Are phenotype algorithms fair for underrepresented minorities within older adults?- Revision

Henderson, Victor; Periyakoil, Vyjeyanthi; Yesavage, Jerome

Abstract

Are phenotyping algorithms fair for underrepresented minorities within older adults? According to the latest population estimates by the US Census bureau, the United States population is growing older and more diverse, with their projections indicating that in 2035 there will be more people 65-and-older than 18-and-younger. In terms of diversity, the US Census Bureau projects that by 2060 the non-Hispanic White-alone population will shrink by 20 million, leading to the increased representation of currently underrepresented minority groups. These future population milestones paired with the rise of artificial intelligence (AI) use in medicine, present a very unique and problematic problem: determining if AI solutions are fair for underrepresented populations within older adults. This has been a very debated issue, with opinion pieces in the New York times making it clear that when done incorrectly, AI solutions can actually worsen health disparities in underrepresented populations due to the nature of the training sets for said AI solutions.
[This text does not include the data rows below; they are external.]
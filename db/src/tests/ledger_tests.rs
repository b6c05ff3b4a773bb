use crate::error::DomainError;
use crate::models::question_mark::Model as QuestionMarkModel;
use crate::tests::helpers::fixture;

#[tokio::test]
async fn total_for_empty_sheet_is_zero() {
    let f = fixture().await;

    let total = QuestionMarkModel::total_for(&f.db, f.sheet.id).await.unwrap();
    assert_eq!(total, 0);
}

#[tokio::test]
async fn record_mark_rejects_out_of_range_marks() {
    let f = fixture().await;

    let over = QuestionMarkModel::record_mark(&f.db, f.sheet.id, 1, 10, 11, None, f.teacher.id)
        .await;
    assert!(matches!(
        over,
        Err(DomainError::InvalidMarks { got: 11, max: 10 })
    ));

    let negative =
        QuestionMarkModel::record_mark(&f.db, f.sheet.id, 1, 10, -1, None, f.teacher.id).await;
    assert!(matches!(negative, Err(DomainError::InvalidMarks { .. })));

    // Nothing was written on either failure.
    let total = QuestionMarkModel::total_for(&f.db, f.sheet.id).await.unwrap();
    assert_eq!(total, 0);
}

#[tokio::test]
async fn record_mark_overwrites_existing_entry() {
    let f = fixture().await;

    QuestionMarkModel::record_mark(&f.db, f.sheet.id, 1, 10, 4, Some("first pass"), f.teacher.id)
        .await
        .unwrap();
    QuestionMarkModel::record_mark(&f.db, f.sheet.id, 1, 10, 9, Some("second pass"), f.teacher.id)
        .await
        .unwrap();

    let entries = QuestionMarkModel::find_for_sheet(&f.db, f.sheet.id)
        .await
        .unwrap();
    assert_eq!(entries.len(), 1);
    assert_eq!(entries[0].obtained_marks, 9);
    assert_eq!(entries[0].comments.as_deref(), Some("second pass"));

    let total = QuestionMarkModel::total_for(&f.db, f.sheet.id).await.unwrap();
    assert_eq!(total, 9);
}

#[tokio::test]
async fn correction_requires_an_existing_entry() {
    let f = fixture().await;

    let result =
        QuestionMarkModel::apply_grievance_correction(&f.db, f.sheet.id, 3, 5, f.teacher.id).await;
    assert!(matches!(
        result,
        Err(DomainError::MarkNotFound {
            question_number: 3,
            ..
        })
    ));
}

#[tokio::test]
async fn correction_overwrites_marks_and_grader() {
    let f = fixture().await;

    QuestionMarkModel::record_mark(&f.db, f.sheet.id, 3, 10, 6, None, f.teacher.id)
        .await
        .unwrap();

    let corrected =
        QuestionMarkModel::apply_grievance_correction(&f.db, f.sheet.id, 3, 9, f.other_teacher.id)
            .await
            .unwrap();
    assert_eq!(corrected.obtained_marks, 9);
    assert_eq!(corrected.graded_by, f.other_teacher.id);

    let total = QuestionMarkModel::total_for(&f.db, f.sheet.id).await.unwrap();
    assert_eq!(total, 9);
}

#[tokio::test]
async fn correction_respects_the_entry_maximum() {
    let f = fixture().await;

    QuestionMarkModel::record_mark(&f.db, f.sheet.id, 3, 10, 6, None, f.teacher.id)
        .await
        .unwrap();

    let result =
        QuestionMarkModel::apply_grievance_correction(&f.db, f.sheet.id, 3, 12, f.teacher.id)
            .await;
    assert!(matches!(
        result,
        Err(DomainError::InvalidMarks { got: 12, max: 10 })
    ));

    let entry = QuestionMarkModel::find_entry(&f.db, f.sheet.id, 3)
        .await
        .unwrap()
        .unwrap();
    assert_eq!(entry.obtained_marks, 6);
}
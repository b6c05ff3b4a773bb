mod helpers;

use axum::http::StatusCode;
use db::test_utils::setup_test_db;
use helpers::{init_test_config, make_app, response_json, setup_test_data};
use tower::ServiceExt;

#[tokio::test]
async fn login_returns_a_token_and_the_role_claim() {
    init_test_config();
    let db = setup_test_db().await;
    let data = setup_test_data(&db).await;

    let app = make_app(db.clone());
    let req = helpers::authed_json(
        "POST",
        "/api/auth/login",
        "",
        serde_json::json!({ "email": "teacher1@test.com", "password": "password" }),
    );

    let response = app.oneshot(req).await.unwrap();
    assert_eq!(response.status(), StatusCode::OK);

    let json = response_json(response).await;
    assert_eq!(json["success"], true);
    assert_eq!(json["data"]["role"], "teacher");
    assert_eq!(json["data"]["id"], data.teacher.id);
    assert!(json["data"]["token"].as_str().unwrap().len() > 20);
}

#[tokio::test]
async fn login_with_a_wrong_password_is_unauthorized() {
    init_test_config();
    let db = setup_test_db().await;
    let _data = setup_test_data(&db).await;

    let app = make_app(db.clone());
    let req = helpers::authed_json(
        "POST",
        "/api/auth/login",
        "",
        serde_json::json!({ "email": "teacher1@test.com", "password": "nope" }),
    );

    let response = app.oneshot(req).await.unwrap();
    assert_eq!(response.status(), StatusCode::UNAUTHORIZED);

    let json = response_json(response).await;
    assert_eq!(json["success"], false);
}

#[tokio::test]
async fn login_validates_the_email_format() {
    init_test_config();
    let db = setup_test_db().await;

    let app = make_app(db.clone());
    let req = helpers::authed_json(
        "POST",
        "/api/auth/login",
        "",
        serde_json::json!({ "email": "not-an-email", "password": "password" }),
    );

    let response = app.oneshot(req).await.unwrap();
    assert_eq!(response.status(), StatusCode::BAD_REQUEST);
}
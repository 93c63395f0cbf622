// Copyright 2026 Phillip Cloud
// Licensed under the Apache License, Version 2.0

use anyhow::{Context, Result, bail};
use horti_tui::CatalogRuntime;
use std::process::{Command, Stdio};
use tracing::debug;
use url::Url;

/// Opens links with the platform's default handler.
#[derive(Debug, Default)]
pub struct SystemOpener;

impl CatalogRuntime for SystemOpener {
    fn open_url(&mut self, url: &Url) -> Result<()> {
        let mut command = opener_command(url.as_str());
        let program = command.get_program().to_string_lossy().into_owned();
        debug!(%program, %url, "launching opener");

        let status = command
            .stdin(Stdio::null())
            .stdout(Stdio::null())
            .stderr(Stdio::null())
            .status()
            .with_context(|| format!("launch {program}; is a browser opener installed?"))?;
        if !status.success() {
            bail!("{program} exited with {status}");
        }
        Ok(())
    }
}

fn opener_command(url: &str) -> Command {
    if cfg!(target_os = "macos") {
        let mut command = Command::new("open");
        command.arg(url);
        command
    } else if cfg!(target_os = "windows") {
        let mut command = Command::new("cmd");
        command.args(["/C", "start", "", url]);
        command
    } else {
        let mut command = Command::new("xdg-open");
        command.arg(url);
        command
    }
}

#[cfg(test)]
mod tests {
    use super::opener_command;

    #[test]
    fn opener_command_passes_url_as_single_argument() {
        let url = "https://github.com/o/r/issues/new?title=A+b&body=%60%60%60";
        let command = opener_command(url);
        let args = command
            .get_args()
            .map(|arg| arg.to_string_lossy().into_owned())
            .collect::<Vec<_>>();
        assert_eq!(args.last().map(String::as_str), Some(url));
    }

    #[cfg(all(unix, not(target_os = "macos")))]
    #[test]
    fn opener_command_uses_xdg_open_on_unix() {
        let command = opener_command("https://example.org");
        assert_eq!(command.get_program(), "xdg-open");
    }
}
// Copyright 2026 Phillip Cloud
// Licensed under the Apache License, Version 2.0

use serde::{Deserialize, Serialize};

/// Position of an item in the loaded catalog. Records carry no explicit id,
/// so the catalog index is their identity for the lifetime of a session.
#[derive(Debug, Clone, Copy, PartialEq, Eq, PartialOrd, Ord, Hash, Serialize, Deserialize)]
pub struct ItemId(usize);

impl ItemId {
    pub const fn new(value: usize) -> Self {
        Self(value)
    }

    pub const fn get(self) -> usize {
        self.0
    }
}

impl From<usize> for ItemId {
    fn from(value: usize) -> Self {
        Self(value)
    }
}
It is intuitive to understand how dermatology AI systems could be biased to perform better for lighter skinned individuals, due to the prevalence of said patients in the training datasets. Other biases come from the fact that there is simply a lack of diverse research subjects, which is why their mortality outcomes are considerably worse. Electronic phenotyping algorithms are the cornerstone for automatic identification of selected patient groups for tasks like disease classification, epidemiological studies and clinical-trial recruitment. These algorithms are both rule-based or probabilistic in nature (machine learning models), and are usually built by using bundled patient populations (everybody put together), with very few exceptions (due to the nature of the phenotype) having some sort of stratification of populations. This proposed project seeks to identify bias in probabilistic electronic phenotype algorithms for older populations and create best-practices and software tools to overcome them in order to lead to better health outcomes.

Public Health Relevance

Are phenotyping algorithms fair for underrepresented minorities within older adults? We will determine racial and age bias in probabilistic phenotype algorithms in both local, and national datasets. After characterizing bias, we will develop best-practices and software tools to improve the phenotyping process to achieve fairness for underrepresented minorities.